[Stored entries]
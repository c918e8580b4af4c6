//! Object graph helpers shared by the form, flatten and overlay passes.

use lopdf::{Dictionary, Document, Object, ObjectId, Stream, dictionary};
use prcard_core::{AppError, AppResult};
use prcard_domain::PageSize;

/// US Letter, used when a page declares no media box.
const DEFAULT_PAGE_SIZE: PageSize = PageSize {
    width: 612.0,
    height: 792.0,
};

const MAX_INHERITANCE_DEPTH: usize = 64;

/// Follows a reference to its target, or returns the object itself.
pub(super) fn resolve<'a>(document: &'a Document, object: &'a Object) -> &'a Object {
    match object {
        Object::Reference(id) => document.get_object(*id).unwrap_or(object),
        _ => object,
    }
}

/// Reads a dictionary entry, following one level of indirection.
pub(super) fn entry<'a>(
    document: &'a Document,
    dictionary: &'a Dictionary,
    key: &[u8],
) -> Option<&'a Object> {
    dictionary
        .get(key)
        .ok()
        .map(|object| resolve(document, object))
}

pub(super) fn number(object: &Object) -> Option<f64> {
    match object {
        Object::Integer(value) => Some(*value as f64),
        Object::Real(value) => Some(f64::from(*value)),
        _ => None,
    }
}

pub(super) fn real(value: f64) -> Object {
    Object::Real(value as f32)
}

/// Looks up an inheritable attribute on an object or its `/Parent` chain.
pub(super) fn inherited<'a>(
    document: &'a Document,
    start: ObjectId,
    key: &[u8],
) -> Option<&'a Object> {
    let mut current = start;
    for _ in 0..MAX_INHERITANCE_DEPTH {
        let dictionary = document.get_dictionary(current).ok()?;
        if let Some(value) = entry(document, dictionary, key) {
            return Some(value);
        }
        current = dictionary.get(b"Parent").ok()?.as_reference().ok()?;
    }
    None
}

/// A `[llx lly urx ury]` rectangle normalized so width and height are positive.
#[derive(Debug, Clone, Copy, PartialEq)]
pub(super) struct Rect {
    pub(super) llx: f64,
    pub(super) lly: f64,
    pub(super) urx: f64,
    pub(super) ury: f64,
}

impl Rect {
    pub(super) fn from_object(document: &Document, object: &Object) -> Option<Self> {
        let Object::Array(items) = resolve(document, object) else {
            return None;
        };
        let values = items
            .iter()
            .map(|item| number(resolve(document, item)))
            .collect::<Option<Vec<_>>>()?;
        let [x1, y1, x2, y2] = values.as_slice() else {
            return None;
        };

        Some(Self {
            llx: x1.min(*x2),
            lly: y1.min(*y2),
            urx: x1.max(*x2),
            ury: y1.max(*y2),
        })
    }

    pub(super) fn width(&self) -> f64 {
        self.urx - self.llx
    }

    pub(super) fn height(&self) -> f64 {
        self.ury - self.lly
    }
}

fn catalog_id(document: &Document) -> Option<ObjectId> {
    document.trailer.get(b"Root").ok()?.as_reference().ok()
}

/// The interactive form dictionary, if the document has one.
pub(super) fn acro_form(document: &Document) -> Option<&Dictionary> {
    let catalog = document.get_dictionary(catalog_id(document)?).ok()?;
    entry(document, catalog, b"AcroForm")?.as_dict().ok()
}

pub(super) fn acro_form_mut(document: &mut Document) -> Option<&mut Dictionary> {
    let catalog_id = catalog_id(document)?;
    let form_id = document
        .get_dictionary(catalog_id)
        .ok()?
        .get(b"AcroForm")
        .ok()?
        .as_reference()
        .ok();

    match form_id {
        Some(id) => document.get_dictionary_mut(id).ok(),
        None => document
            .get_dictionary_mut(catalog_id)
            .ok()?
            .get_mut(b"AcroForm")
            .ok()?
            .as_dict_mut()
            .ok(),
    }
}

/// Page size in points from the (possibly inherited) media box.
pub(super) fn page_box(document: &Document, page_id: ObjectId) -> Rect {
    inherited(document, page_id, b"MediaBox")
        .and_then(|object| Rect::from_object(document, object))
        .filter(|rect| rect.width() > 0.0 && rect.height() > 0.0)
        .unwrap_or(Rect {
            llx: 0.0,
            lly: 0.0,
            urx: DEFAULT_PAGE_SIZE.width,
            ury: DEFAULT_PAGE_SIZE.height,
        })
}

/// Adds a standard Helvetica font object and returns its id.
pub(super) fn add_helvetica(document: &mut Document) -> ObjectId {
    document.add_object(dictionary! {
        "Type" => "Font",
        "Subtype" => "Type1",
        "BaseFont" => "Helvetica",
        "Encoding" => "WinAnsiEncoding",
    })
}

/// Registers `target` under `/Resources/<category>/<name>` of a page.
///
/// Inherited resources are copied onto the page first so the new entry does
/// not leak into sibling pages through the page tree.
pub(super) fn add_page_resource(
    document: &mut Document,
    page_id: ObjectId,
    category: &str,
    name: &str,
    target: ObjectId,
) -> AppResult<()> {
    let page = document.get_dictionary(page_id).map_err(internal)?;
    let resources_id = page
        .get(b"Resources")
        .ok()
        .and_then(|object| object.as_reference().ok());

    if resources_id.is_none() && !page.has(b"Resources") {
        let inherited_resources = inherited(document, page_id, b"Resources")
            .and_then(|object| object.as_dict().ok())
            .cloned()
            .unwrap_or_default();
        document
            .get_dictionary_mut(page_id)
            .map_err(internal)?
            .set("Resources", inherited_resources);
    }

    let category_id = {
        let resources = match resources_id {
            Some(id) => document.get_dictionary(id).map_err(internal)?,
            None => document
                .get_dictionary(page_id)
                .and_then(|page| page.get(b"Resources"))
                .and_then(Object::as_dict)
                .map_err(internal)?,
        };
        resources
            .get(category.as_bytes())
            .ok()
            .and_then(|object| object.as_reference().ok())
    };

    let category_dictionary = match category_id {
        Some(id) => document.get_dictionary_mut(id).map_err(internal)?,
        None => {
            let resources = match resources_id {
                Some(id) => document.get_dictionary_mut(id).map_err(internal)?,
                None => document
                    .get_dictionary_mut(page_id)
                    .and_then(|page| page.get_mut(b"Resources"))
                    .and_then(Object::as_dict_mut)
                    .map_err(internal)?,
            };
            if !resources.has(category.as_bytes()) {
                resources.set(category, Dictionary::new());
            }
            resources
                .get_mut(category.as_bytes())
                .and_then(Object::as_dict_mut)
                .map_err(internal)?
        }
    };

    category_dictionary.set(name, Object::Reference(target));
    Ok(())
}

/// Paints `content` on top of a page.
///
/// The existing content is wrapped in `q`/`Q` so its graphics state cannot
/// leak into the appended operators.
pub(super) fn append_page_content(
    document: &mut Document,
    page_id: ObjectId,
    content: Vec<u8>,
) -> AppResult<()> {
    let existing = {
        let page = document.get_dictionary(page_id).map_err(internal)?;
        match page.get(b"Contents") {
            Ok(Object::Reference(id)) => match document.get_object(*id) {
                Ok(Object::Array(items)) => items.clone(),
                _ => vec![Object::Reference(*id)],
            },
            Ok(Object::Array(items)) => items.clone(),
            _ => Vec::new(),
        }
    };

    let save_state = document.add_object(Stream::new(Dictionary::new(), b"q\n".to_vec()));
    let mut overlay = b"Q\n".to_vec();
    overlay.extend(content);
    let overlay_id = document.add_object(Stream::new(Dictionary::new(), overlay));

    let mut contents = Vec::with_capacity(existing.len() + 2);
    contents.push(Object::Reference(save_state));
    contents.extend(existing);
    contents.push(Object::Reference(overlay_id));

    document
        .get_dictionary_mut(page_id)
        .map_err(internal)?
        .set("Contents", Object::Array(contents));
    Ok(())
}

pub(super) fn internal(error: lopdf::Error) -> AppError {
    AppError::Internal(format!("failed to edit PDF object graph: {error}"))
}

§ **PROBLEM TO SOLVE**
Once you have read the entries, write them out again without altering a single character.

§ **RESULT FOR THIS TASK**
repository c918e8580b4af4c6
//! Object graph helpers shared by the form, flatten and overlay passes.

use lopdf::{Dictionary, Document, Object, ObjectId, Stream, dictionary};
use prcard_core::{AppError, AppResult};
use prcard_domain::PageSize;

/// US Letter, used when a page declares no media box.
const DEFAULT_PAGE_SIZE: PageSize = PageSize {
    width: 612.0,
    height: 792.0,
};

const MAX_INHERITANCE_DEPTH: usize = 64;

/// Follows a reference to its target, or returns the object itself.
pub(super) fn resolve<'a>(document: &'a Document, object: &'a Object) -> &'a Object {
    match object {
        Object::Reference(id) => document.get_object(*id).unwrap_or(object),
        _ => object,
    }
}

/// Reads a dictionary entry, following one level of indirection.
pub(super) fn entry<'a>(
    document: &'a Document,
    dictionary: &'a Dictionary,
    key: &[u8],
) -> Option<&'a Object> {
    dictionary
        .get(key)
        .ok()
        .map(|object| resolve(document, object))
}

pub(super) fn number(object: &Object) -> Option<f64> {
    match object {
        Object::Integer(value) => Some(*value as f64),
        Object::Real(value) => Some(f64::from(*value)),
        _ => None,
    }
}

pub(super) fn real(value: f64) -> Object {
    Object::Real(value as f32)
}

/// Looks up an inheritable attribute on an object or its `/Parent` chain.
pub(super) fn inherited<'a>(
    document: &'a Document,
    start: ObjectId,
    key: &[u8],
) -> Option<&'a Object> {
    let mut current = start;
    for _ in 0..MAX_INHERITANCE_DEPTH {
        let dictionary = document.get_dictionary(current).ok()?;
        if let Some(value) = entry(document, dictionary, key) {
            return Some(value);
        }
        current = dictionary.get(b"Parent").ok()?.as_reference().ok()?;
    }
    None
}

/// A `[llx lly urx ury]` rectangle normalized so width and height are positive.
#[derive(Debug, Clone, Copy, PartialEq)]
pub(super) struct Rect {
    pub(super) llx: f64,
    pub(super) lly: f64,
    pub(super) urx: f64,
    pub(super) ury: f64,
}

impl Rect {
    pub(super) fn from_object(document: &Document, object: &Object) -> Option<Self> {
        let Object::Array(items) = resolve(document, object) else {
            return None;
        };
        let values = items
            .iter()
            .map(|item| number(resolve(document, item)))
            .collect::<Option<Vec<_>>>()?;
        let [x1, y1, x2, y2] = values.as_slice() else {
            return None;
        };

        Some(Self {
            llx: x1.min(*x2),
            lly: y1.min(*y2),
            urx: x1.max(*x2),
            ury: y1.max(*y2),
        })
    }

    pub(super) fn width(&self) -> f64 {
        self.urx - self.llx
    }

    pub(super) fn height(&self) -> f64 {
        self.ury - self.lly
    }
}

fn catalog_id(document: &Document) -> Option<ObjectId> {
    document.trailer.get(b"Root").ok()?.as_reference().ok()
}

/// The interactive form dictionary, if the document has one.
pub(super) fn acro_form(document: &Document) -> Option<&Dictionary> {
    let catalog = document.get_dictionary(catalog_id(document)?).ok()?;
    entry(document, catalog, b"AcroForm")?.as_dict().ok()
}

pub(super) fn acro_form_mut(document: &mut Document) -> Option<&mut Dictionary> {
    let catalog_id = catalog_id(document)?;
    let form_id = document
        .get_dictionary(catalog_id)
        .ok()?
        .get(b"AcroForm")
        .ok()?
        .as_reference()
        .ok();

    match form_id {
        Some(id) => document.get_dictionary_mut(id).ok(),
        None => document
            .get_dictionary_mut(catalog_id)
            .ok()?
            .get_mut(b"AcroForm")
            .ok()?
            .as_dict_mut()
            .ok(),
    }
}

/// Page size in points from the (possibly inherited) media box.
pub(super) fn page_box(document: &Document, page_id: ObjectId) -> Rect {
    inherited(document, page_id, b"MediaBox")
        .and_then(|object| Rect::from_object(document, object))
        .filter(|rect| rect.width() > 0.0 && rect.height() > 0.0)
        .unwrap_or(Rect {
            llx: 0.0,
            lly: 0.0,
            urx: DEFAULT_PAGE_SIZE.width,
            ury: DEFAULT_PAGE_SIZE.height,
        })
}

/// Adds a standard Helvetica font object and returns its id.
pub(super) fn add_helvetica(document: &mut Document) -> ObjectId {
    document.add_object(dictionary! {
        "Type" => "Font",
        "Subtype" => "Type1",
        "BaseFont" => "Helvetica",
        "Encoding" => "WinAnsiEncoding",
    })
}

/// Registers `target` under `/Resources/<category>/<name>` of a page.
///
/// Inherited resources are copied onto the page first so the new entry does
/// not leak into sibling pages through the page tree.
pub(super) fn add_page_resource(
    document: &mut Document,
    page_id: ObjectId,
    category: &str,
    name: &str,
    target: ObjectId,
) -> AppResult<()> {
    let page = document.get_dictionary(page_id).map_err(internal)?;
    let resources_id = page
        .get(b"Resources")
        .ok()
        .and_then(|object| object.as_reference().ok());

    if resources_id.is_none() && !page.has(b"Resources") {
        let inherited_resources = inherited(document, page_id, b"Resources")
            .and_then(|object| object.as_dict().ok())
            .cloned()
            .unwrap_or_default();
        document
            .get_dictionary_mut(page_id)
            .map_err(internal)?
            .set("Resources", inherited_resources);
    }

    let category_id = {
        let resources = match resources_id {
            Some(id) => document.get_dictionary(id).map_err(internal)?,
            None => document
                .get_dictionary(page_id)
                .and_then(|page| page.get(b"Resources"))
                .and_then(Object::as_dict)
                .map_err(internal)?,
        };
        resources
            .get(category.as_bytes())
            .ok()
            .and_then(|object| object.as_reference().ok())
    };

    let category_dictionary = match category_id {
        Some(id) => document.get_dictionary_mut(id).map_err(internal)?,
        None => {
            let resources = match resources_id {
                Some(id) => document.get_dictionary_mut(id).map_err(internal)?,
                None => document
                    .get_dictionary_mut(page_id)
                    .and_then(|page| page.get_mut(b"Resources"))
                    .and_then(Object::as_dict_mut)
                    .map_err(internal)?,
            };
            if !resources.has(category.as_bytes()) {
                resources.set(category, Dictionary::new());
            }
            resources
                .get_mut(category.as_bytes())
                .and_then(Object::as_dict_mut)
                .map_err(internal)?
        }
    };

    category_dictionary.set(name, Object::Reference(target));
    Ok(())
}

/// Paints `content` on top of a page.
///
/// The existing content is wrapped in `q`/`Q` so its graphics state cannot
/// leak into the appended operators.
pub(super) fn append_page_content(
    document: &mut Document,
    page_id: ObjectId,
    content: Vec<u8>,
) -> AppResult<()> {
    let existing = {
        let page = document.get_dictionary(page_id).map_err(internal)?;
        match page.get(b"Contents") {
            Ok(Object::Reference(id)) => match document.get_object(*id) {
                Ok(Object::Array(items)) => items.clone(),
                _ => vec![Object::Reference(*id)],
            },
            Ok(Object::Array(items)) => items.clone(),
            _ => Vec::new(),
        }
    };

    let save_state = document.add_object(Stream::new(Dictionary::new(), b"q\n".to_vec()));
    let mut overlay = b"Q\n".to_vec();
    overlay.extend(content);
    let overlay_id = document.add_object(Stream::new(Dictionary::new(), overlay));

    let mut contents = Vec::with_capacity(existing.len() + 2);
    contents.push(Object::Reference(save_state));
    contents.extend(existing);
    contents.push(Object::Reference(overlay_id));

    document
        .get_dictionary_mut(page_id)
        .map_err(internal)?
        .set("Contents", Object::Array(contents));
    Ok(())
}

pub(super) fn internal(error: lopdf::Error) -> AppError {
    AppError::Internal(format!("failed to edit PDF object graph: {error}"))
}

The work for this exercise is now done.